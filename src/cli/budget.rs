//! Budget limit CLI commands
//!
//! Implements CLI commands for setting, inspecting, and resetting monthly
//! budget limits.

use clap::Subcommand;

use crate::display::format_limits_table;
use crate::error::BudgetResult;
use crate::models::MonthKey;
use crate::reports::LimitOverview;
use crate::services::BudgetService;
use crate::storage::Storage;

use super::transaction::{parse_amount, resolve_category};

/// Budget limit subcommands
#[derive(Subcommand)]
pub enum LimitCommands {
    /// Set the monthly budget limit for a category
    Set {
        /// Category name
        category: String,
        /// Limit in whole currency units ("0" removes the limit)
        amount: String,
    },

    /// Show all limits with this month's spending
    Show,

    /// Remove the limit for a category
    Reset {
        /// Category name
        category: String,
        /// Skip the confirmation prompt
        #[arg(short, long)]
        yes: bool,
    },
}

/// Handle a budget limit command
pub fn handle_limit_command(storage: &Storage, cmd: LimitCommands) -> BudgetResult<()> {
    let service = BudgetService::new(storage);

    match cmd {
        LimitCommands::Set { category, amount } => {
            let category = resolve_category(storage, &category)?;
            let amount = parse_amount(&amount)?;

            service.set_limit(&category, amount)?;
            println!("Budget limit set for {}: {}", category, amount);
        }

        LimitCommands::Show => {
            let overview = LimitOverview::generate(storage, MonthKey::current())?;
            print!("{}", format_limits_table(&overview));
        }

        LimitCommands::Reset { category, yes } => {
            let category = resolve_category(storage, &category)?;

            if !yes {
                print!(
                    "Are you sure you want to reset budget for {}? (yes/no): ",
                    category
                );
                std::io::Write::flush(&mut std::io::stdout())?;

                let mut confirm = String::new();
                std::io::stdin().read_line(&mut confirm)?;

                if confirm.trim().to_lowercase() != "yes" {
                    println!("Aborted.");
                    return Ok(());
                }
            }

            service.reset_limit(&category)?;
            println!("Budget for {} has been reset.", category);
        }
    }

    Ok(())
}

#[cfg(test)]
mod tests {
    use super::*;
    use crate::config::BudgetPaths;
    use crate::models::Amount;
    use tempfile::TempDir;

    fn storage(temp_dir: &TempDir) -> Storage {
        let paths = BudgetPaths::with_base_dir(temp_dir.path().to_path_buf());
        let storage = Storage::new(paths).unwrap();
        storage.load_all().unwrap();
        storage
    }

    #[test]
    fn test_set_command_persists_limit() {
        let temp_dir = TempDir::new().unwrap();
        let storage = storage(&temp_dir);

        handle_limit_command(
            &storage,
            LimitCommands::Set {
                category: "Food".to_string(),
                amount: "250".to_string(),
            },
        )
        .unwrap();

        assert_eq!(
            BudgetService::new(&storage).limit_for("Food").unwrap(),
            Amount::new(250)
        );
    }

    #[test]
    fn test_reset_with_yes_flag_clears_limit() {
        let temp_dir = TempDir::new().unwrap();
        let storage = storage(&temp_dir);

        let service = BudgetService::new(&storage);
        service.set_limit("Food", Amount::new(250)).unwrap();

        handle_limit_command(
            &storage,
            LimitCommands::Reset {
                category: "Food".to_string(),
                yes: true,
            },
        )
        .unwrap();

        assert!(service.limit_for("Food").unwrap().is_zero());
    }

    #[test]
    fn test_set_rejects_unknown_category() {
        let temp_dir = TempDir::new().unwrap();
        let storage = storage(&temp_dir);

        let result = handle_limit_command(
            &storage,
            LimitCommands::Set {
                category: "Gadgets".to_string(),
                amount: "100".to_string(),
            },
        );
        assert!(result.is_err());
    }
}
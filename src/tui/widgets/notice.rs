//! Notice modal
//!
//! A modal message box dismissed with any key. Success notices confirm a
//! completed action; error notices report a failed one.

use ratatui::{
    style::{Color, Modifier, Style},
    text::{Line, Span},
    widgets::{Block, Borders, Clear, Paragraph, Wrap},
    Frame,
};

use crate::tui::app::NoticeKind;
use crate::tui::layout::centered_rect_fixed;

impl NoticeKind {
    /// Border and title color for this notice kind
    pub fn color(&self) -> Color {
        match self {
            Self::Success => Color::Green,
            Self::Error => Color::Red,
        }
    }

    /// Dialog title for this notice kind
    pub fn title(&self) -> &'static str {
        match self {
            Self::Success => " Success ",
            Self::Error => " Error ",
        }
    }
}

/// Render a notice modal
pub fn render(frame: &mut Frame, kind: NoticeKind, message: &str) {
    let longest = message.lines().map(str::len).max().unwrap_or(0);
    let width = (longest as u16 + 6).clamp(30, 70);
    let height = 6 + message.lines().count().max(1) as u16;
    let area = centered_rect_fixed(width, height, frame.area());

    frame.render_widget(Clear, area);

    let block = Block::default()
        .title(kind.title())
        .title_style(
            Style::default()
                .fg(kind.color())
                .add_modifier(Modifier::BOLD),
        )
        .borders(Borders::ALL)
        .border_style(Style::default().fg(kind.color()));

    let mut lines = vec![Line::from("")];
    for text in message.lines() {
        lines.push(Line::from(Span::styled(
            text.to_string(),
            Style::default().fg(Color::White),
        )));
    }
    lines.push(Line::from(""));
    lines.push(Line::from(Span::styled(
        "Press any key to continue",
        Style::default().fg(Color::DarkGray),
    )));

    let paragraph = Paragraph::new(lines)
        .block(block)
        .wrap(Wrap { trim: false });

    frame.render_widget(paragraph, area);
}
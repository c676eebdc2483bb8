//! Confirmation dialog
//!
//! Simple yes/no gate shown before destructive actions.

use ratatui::{
    style::{Color, Modifier, Style},
    text::{Line, Span},
    widgets::{Block, Borders, Clear, Paragraph, Wrap},
    Frame,
};

use crate::tui::layout::centered_rect_fixed;

/// Render a confirmation dialog
pub fn render(frame: &mut Frame, message: &str) {
    let area = centered_rect_fixed(54, 7, frame.area());

    frame.render_widget(Clear, area);

    let block = Block::default()
        .title(" Confirm ")
        .title_style(
            Style::default()
                .fg(Color::Yellow)
                .add_modifier(Modifier::BOLD),
        )
        .borders(Borders::ALL)
        .border_style(Style::default().fg(Color::Yellow));

    let lines = vec![
        Line::from(""),
        Line::from(Span::styled(message, Style::default().fg(Color::White))),
        Line::from(""),
        Line::from(vec![
            Span::styled("[Y]", Style::default().fg(Color::Green)),
            Span::raw(" Yes  "),
            Span::styled("[N]", Style::default().fg(Color::Red)),
            Span::raw(" No  "),
            Span::styled("[Esc]", Style::default().fg(Color::Yellow)),
            Span::raw(" Cancel"),
        ]),
    ];

    let paragraph = Paragraph::new(lines)
        .block(block)
        .wrap(Wrap { trim: false });

    frame.render_widget(paragraph, area);
}
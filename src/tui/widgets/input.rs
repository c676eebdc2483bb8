//! Text input widget
//!
//! Single-line input with a label, cursor, and optional placeholder.

use ratatui::{
    buffer::Buffer,
    layout::Rect,
    style::{Color, Style},
    text::{Line, Span},
    widgets::Widget,
};

/// A single-line text input
#[derive(Debug, Clone, Default)]
pub struct TextInput {
    /// Current text content
    pub content: String,
    /// Cursor position (byte offset; inputs are ASCII)
    pub cursor: usize,
    /// Whether the input is focused
    pub focused: bool,
    /// Placeholder shown while empty
    pub placeholder: String,
    /// Label rendered before the value
    pub label: String,
}

impl TextInput {
    /// Create a new text input
    pub fn new() -> Self {
        Self::default()
    }

    /// Set the label
    pub fn label(mut self, label: impl Into<String>) -> Self {
        self.label = label.into();
        self
    }

    /// Set the placeholder
    pub fn placeholder(mut self, placeholder: impl Into<String>) -> Self {
        self.placeholder = placeholder.into();
        self
    }

    /// Set content, placing the cursor at the end
    pub fn content(mut self, content: impl Into<String>) -> Self {
        self.content = content.into();
        self.cursor = self.content.len();
        self
    }

    /// Insert a character at the cursor
    pub fn insert(&mut self, c: char) {
        self.content.insert(self.cursor, c);
        self.cursor += 1;
    }

    /// Delete the character before the cursor
    pub fn backspace(&mut self) {
        if self.cursor > 0 {
            self.cursor -= 1;
            self.content.remove(self.cursor);
        }
    }

    /// Move cursor left
    pub fn move_left(&mut self) {
        if self.cursor > 0 {
            self.cursor -= 1;
        }
    }

    /// Move cursor right
    pub fn move_right(&mut self) {
        if self.cursor < self.content.len() {
            self.cursor += 1;
        }
    }

    /// Clear the content
    pub fn clear(&mut self) {
        self.content.clear();
        self.cursor = 0;
    }

    /// Get the current content
    pub fn value(&self) -> &str {
        &self.content
    }
}

impl Widget for TextInput {
    fn render(self, area: Rect, buf: &mut Buffer) {
        let label_style = if self.focused {
            Style::default()
                .fg(Color::Cyan)
                .add_modifier(ratatui::style::Modifier::BOLD)
        } else {
            Style::default().fg(Color::Cyan)
        };

        let mut spans = Vec::new();
        if !self.label.is_empty() {
            spans.push(Span::styled(self.label.clone(), label_style));
            spans.push(Span::raw(": "));
        }

        if self.content.is_empty() && !self.placeholder.is_empty() && !self.focused {
            spans.push(Span::styled(
                self.placeholder.clone(),
                Style::default().fg(Color::DarkGray),
            ));
        } else if self.focused {
            // Split around the cursor so it renders as an inverted cell.
            let cursor = self.cursor.min(self.content.len());
            let before: String = self.content.chars().take(cursor).collect();
            let mut rest = self.content.chars().skip(cursor);
            let cursor_char = rest.next().unwrap_or(' ');
            let after: String = rest.collect();

            spans.push(Span::styled(before, Style::default().fg(Color::White)));
            spans.push(Span::styled(
                cursor_char.to_string(),
                Style::default().fg(Color::Black).bg(Color::Cyan),
            ));
            if !after.is_empty() {
                spans.push(Span::styled(after, Style::default().fg(Color::White)));
            }
        } else {
            spans.push(Span::styled(
                self.content.clone(),
                Style::default().fg(Color::White),
            ));
        }

        let line = Line::from(spans);
        buf.set_line(area.x, area.y, &line, area.width);
    }
}

#[cfg(test)]
mod tests {
    use super::*;

    #[test]
    fn test_insert_and_backspace_track_cursor() {
        let mut input = TextInput::new();
        input.insert('a');
        input.insert('b');
        input.insert('c');
        assert_eq!(input.value(), "abc");

        input.move_left();
        input.backspace();
        assert_eq!(input.value(), "ac");
        assert_eq!(input.cursor, 1);
    }

    #[test]
    fn test_content_builder_places_cursor_at_end() {
        let input = TextInput::new().content("2025-01-15");
        assert_eq!(input.cursor, 10);
    }

    #[test]
    fn test_cursor_is_bounded() {
        let mut input = TextInput::new().content("ab");
        input.move_right();
        assert_eq!(input.cursor, 2);
        input.move_left();
        input.move_left();
        input.move_left();
        assert_eq!(input.cursor, 0);
        input.backspace();
        assert_eq!(input.value(), "ab");
    }
}
//! Transaction entry dialog
//!
//! One form for both income and expense recording: amount, category
//! selector, and date. Expenses run through the limit check on save and the
//! rejection is shown inside the form with the input kept for correction.

use chrono::{Local, NaiveDate};
use ratatui::{
    layout::{Constraint, Direction, Layout},
    style::{Color, Modifier, Style},
    text::{Line, Span},
    widgets::{Block, Borders, Clear, Paragraph},
    Frame,
};

use crate::models::{Amount, TransactionKind};
use crate::services::TransactionService;
use crate::tui::app::App;
use crate::tui::layout::centered_rect_fixed;
use crate::tui::widgets::TextInput;

/// Which field is focused in the entry form
#[derive(Debug, Clone, Copy, PartialEq, Eq, Default)]
pub enum EntryField {
    #[default]
    Amount,
    Category,
    Date,
}

impl EntryField {
    pub fn next(self) -> Self {
        match self {
            Self::Amount => Self::Category,
            Self::Category => Self::Date,
            Self::Date => Self::Amount,
        }
    }

    pub fn prev(self) -> Self {
        match self {
            Self::Amount => Self::Date,
            Self::Category => Self::Amount,
            Self::Date => Self::Category,
        }
    }
}

/// State for the transaction entry form
#[derive(Debug, Clone)]
pub struct EntryFormState {
    /// Whether this entry is an income or an expense
    pub kind: TransactionKind,
    /// Which field is focused
    pub focused_field: EntryField,
    /// Amount input (whole units, digits only)
    pub amount_input: TextInput,
    /// Categories offered by the selector
    pub categories: Vec<String>,
    /// Selected category position
    pub category_index: usize,
    /// Date input, prefilled with today
    pub date_input: TextInput,
    /// Error message shown inside the form
    pub error_message: Option<String>,
}

impl Default for EntryFormState {
    fn default() -> Self {
        Self {
            kind: TransactionKind::Expense,
            focused_field: EntryField::Amount,
            amount_input: TextInput::new().label("Amount").placeholder("e.g. 250"),
            categories: Vec::new(),
            category_index: 0,
            date_input: TextInput::new().label("Date").placeholder("YYYY-MM-DD"),
            error_message: None,
        }
    }
}

impl EntryFormState {
    /// Prepare the form for a fresh entry of the given kind
    pub fn init(&mut self, kind: TransactionKind, categories: Vec<String>) {
        let today = Local::now().date_naive();
        *self = Self::default();
        self.kind = kind;
        self.categories = categories;
        self.date_input = TextInput::new()
            .label("Date")
            .content(today.format("%Y-%m-%d").to_string());
        self.update_focus();
    }

    /// Reset the state
    pub fn reset(&mut self) {
        *self = Self::default();
    }

    /// Move to next field
    pub fn next_field(&mut self) {
        self.focused_field = self.focused_field.next();
        self.update_focus();
    }

    /// Move to previous field
    pub fn prev_field(&mut self) {
        self.focused_field = self.focused_field.prev();
        self.update_focus();
    }

    fn update_focus(&mut self) {
        self.amount_input.focused = self.focused_field == EntryField::Amount;
        self.date_input.focused = self.focused_field == EntryField::Date;
    }

    /// The focused text input, if the focused field is one
    pub fn focused_input(&mut self) -> Option<&mut TextInput> {
        match self.focused_field {
            EntryField::Amount => Some(&mut self.amount_input),
            EntryField::Date => Some(&mut self.date_input),
            EntryField::Category => None,
        }
    }

    /// Insert a character into the focused field
    ///
    /// The amount field accepts digits only.
    pub fn insert_char(&mut self, c: char) {
        if self.focused_field == EntryField::Amount && !c.is_ascii_digit() {
            return;
        }
        if let Some(input) = self.focused_input() {
            input.insert(c);
            self.error_message = None;
        }
    }

    /// Delete the character before the cursor in the focused field
    pub fn backspace(&mut self) {
        if let Some(input) = self.focused_input() {
            input.backspace();
            self.error_message = None;
        }
    }

    /// Advance the category selector
    pub fn next_category(&mut self) {
        if !self.categories.is_empty() {
            self.category_index = (self.category_index + 1) % self.categories.len();
        }
    }

    /// Step the category selector back
    pub fn prev_category(&mut self) {
        if !self.categories.is_empty() {
            self.category_index =
                (self.category_index + self.categories.len() - 1) % self.categories.len();
        }
    }

    /// Parse the amount input
    pub fn parse_amount(&self) -> Result<Amount, String> {
        Amount::parse(self.amount_input.value())
            .map_err(|_| "Please enter amount as a number.".to_string())
    }

    /// The selected category name
    pub fn selected_category(&self) -> Result<&str, String> {
        self.categories
            .get(self.category_index)
            .map(|s| s.as_str())
            .ok_or_else(|| "Please select a category.".to_string())
    }

    /// Validate the date input
    pub fn validate_date(&self) -> Result<&str, String> {
        let value = self.date_input.value();
        NaiveDate::parse_from_str(value, "%Y-%m-%d")
            .map_err(|_| "Invalid date format. Use YYYY-MM-DD".to_string())?;
        Ok(value)
    }

    /// Set error message
    pub fn set_error(&mut self, msg: impl Into<String>) {
        self.error_message = Some(msg.into());
    }
}

/// Render the entry dialog
pub fn render(frame: &mut Frame, app: &App) {
    let form = &app.entry_form;

    let area = centered_rect_fixed(56, 13, frame.area());
    frame.render_widget(Clear, area);

    let title = match form.kind {
        TransactionKind::Income => " Record Income ",
        TransactionKind::Expense => " Record Expense ",
    };
    let block = Block::default()
        .title(title)
        .title_style(
            Style::default()
                .fg(Color::Cyan)
                .add_modifier(Modifier::BOLD),
        )
        .borders(Borders::ALL)
        .border_style(Style::default().fg(Color::Cyan));

    let inner = block.inner(area);
    frame.render_widget(block, area);

    let chunks = Layout::default()
        .direction(Direction::Vertical)
        .constraints([
            Constraint::Length(1), // Amount input
            Constraint::Length(1), // Spacer
            Constraint::Length(1), // Category selector
            Constraint::Length(1), // Spacer
            Constraint::Length(1), // Date input
            Constraint::Length(1), // Spacer
            Constraint::Length(2), // Error
            Constraint::Length(1), // Instructions
            Constraint::Min(0),
        ])
        .split(inner);

    frame.render_widget(form.amount_input.clone(), chunks[0]);
    frame.render_widget(
        Paragraph::new(category_selector_line(form)),
        chunks[2],
    );
    frame.render_widget(form.date_input.clone(), chunks[4]);

    if let Some(ref error) = form.error_message {
        let error_text = Paragraph::new(error.as_str())
            .style(Style::default().fg(Color::Red))
            .wrap(ratatui::widgets::Wrap { trim: true });
        frame.render_widget(error_text, chunks[6]);
    }

    let instructions = Line::from(vec![
        Span::styled("[Enter]", Style::default().fg(Color::Green)),
        Span::raw(" Save  "),
        Span::styled("[Esc]", Style::default().fg(Color::Yellow)),
        Span::raw(" Cancel  "),
        Span::styled("[Tab]", Style::default().fg(Color::Cyan)),
        Span::raw(" Fields  "),
        Span::styled("[<-/->]", Style::default().fg(Color::Cyan)),
        Span::raw(" Category"),
    ]);
    frame.render_widget(Paragraph::new(instructions), chunks[7]);
}

fn category_selector_line(form: &EntryFormState) -> Line<'static> {
    let focused = form.focused_field == EntryField::Category;
    let label_style = if focused {
        Style::default()
            .fg(Color::Cyan)
            .add_modifier(Modifier::BOLD)
    } else {
        Style::default().fg(Color::Cyan)
    };

    let name = form
        .categories
        .get(form.category_index)
        .map(|s| s.as_str())
        .unwrap_or("(none)");
    let value = if focused {
        format!("< {} >", name)
    } else {
        format!("  {}", name)
    };

    Line::from(vec![
        Span::styled("Category", label_style),
        Span::raw(": "),
        Span::styled(value, Style::default().fg(Color::White)),
    ])
}

/// Handle key events for the entry dialog
pub fn handle_key(app: &mut App, key: crossterm::event::KeyEvent) -> bool {
    use crossterm::event::{KeyCode, KeyModifiers};

    match key.code {
        KeyCode::Esc => {
            app.entry_form.reset();
            app.close_dialog();
            true
        }

        KeyCode::Tab | KeyCode::Down => {
            app.entry_form.next_field();
            true
        }

        KeyCode::BackTab | KeyCode::Up => {
            app.entry_form.prev_field();
            true
        }

        KeyCode::Enter => {
            if let Err(e) = save_entry(app) {
                app.entry_form.set_error(e);
            }
            true
        }

        KeyCode::Left => {
            if app.entry_form.focused_field == EntryField::Category {
                app.entry_form.prev_category();
            } else if let Some(input) = app.entry_form.focused_input() {
                input.move_left();
            }
            true
        }

        KeyCode::Right => {
            if app.entry_form.focused_field == EntryField::Category {
                app.entry_form.next_category();
            } else if let Some(input) = app.entry_form.focused_input() {
                input.move_right();
            }
            true
        }

        KeyCode::Char('u') if key.modifiers.contains(KeyModifiers::CONTROL) => {
            if let Some(input) = app.entry_form.focused_input() {
                input.clear();
            }
            true
        }

        KeyCode::Char(c) => {
            app.entry_form.insert_char(c);
            true
        }

        KeyCode::Backspace => {
            app.entry_form.backspace();
            true
        }

        _ => false,
    }
}

fn save_entry(app: &mut App) -> Result<(), String> {
    let amount = app.entry_form.parse_amount()?;
    let category = app.entry_form.selected_category()?.to_string();
    let date = app.entry_form.validate_date()?.to_string();
    let kind = app.entry_form.kind;

    let service = TransactionService::new(app.storage);
    match kind {
        TransactionKind::Income => service.record_income(amount, &category, &date),
        TransactionKind::Expense => service.record_expense(amount, &category, &date),
    }
    .map_err(|e| e.to_string())?;

    app.entry_form.reset();
    app.close_dialog();
    app.notify_success(match kind {
        TransactionKind::Income => "✓ Income recorded successfully.",
        TransactionKind::Expense => "✓ Expense recorded successfully.",
    });

    Ok(())
}

#[cfg(test)]
mod tests {
    use super::*;

    fn form() -> EntryFormState {
        let mut form = EntryFormState::default();
        form.init(
            TransactionKind::Expense,
            vec!["Food".to_string(), "Other".to_string()],
        );
        form
    }

    #[test]
    fn test_amount_field_filters_non_digits() {
        let mut form = form();
        for c in "12a.b3".chars() {
            form.insert_char(c);
        }
        assert_eq!(form.amount_input.value(), "123");
    }

    #[test]
    fn test_category_selector_wraps() {
        let mut form = form();
        assert_eq!(form.selected_category().unwrap(), "Food");
        form.next_category();
        assert_eq!(form.selected_category().unwrap(), "Other");
        form.next_category();
        assert_eq!(form.selected_category().unwrap(), "Food");
        form.prev_category();
        assert_eq!(form.selected_category().unwrap(), "Other");
    }

    #[test]
    fn test_empty_amount_yields_numeric_error() {
        let form = form();
        assert_eq!(
            form.parse_amount().unwrap_err(),
            "Please enter amount as a number."
        );
    }

    #[test]
    fn test_no_categories_yields_selection_error() {
        let mut form = EntryFormState::default();
        form.init(TransactionKind::Income, Vec::new());
        assert_eq!(
            form.selected_category().unwrap_err(),
            "Please select a category."
        );
    }

    #[test]
    fn test_date_is_prefilled_and_validated() {
        let mut form = form();
        assert!(form.validate_date().is_ok());

        form.date_input = TextInput::new().content("01/15/2025");
        assert_eq!(
            form.validate_date().unwrap_err(),
            "Invalid date format. Use YYYY-MM-DD"
        );
    }
}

··········

TASK PROMPT:
Which lines above contain the word "Debug"? Show each of them.

ANSWER SECTION:
#[derive(Debug, Clone, Default)]
#[derive(Debug, Clone, Copy, PartialEq, Eq, Default)]
#[derive(Debug, Clone)]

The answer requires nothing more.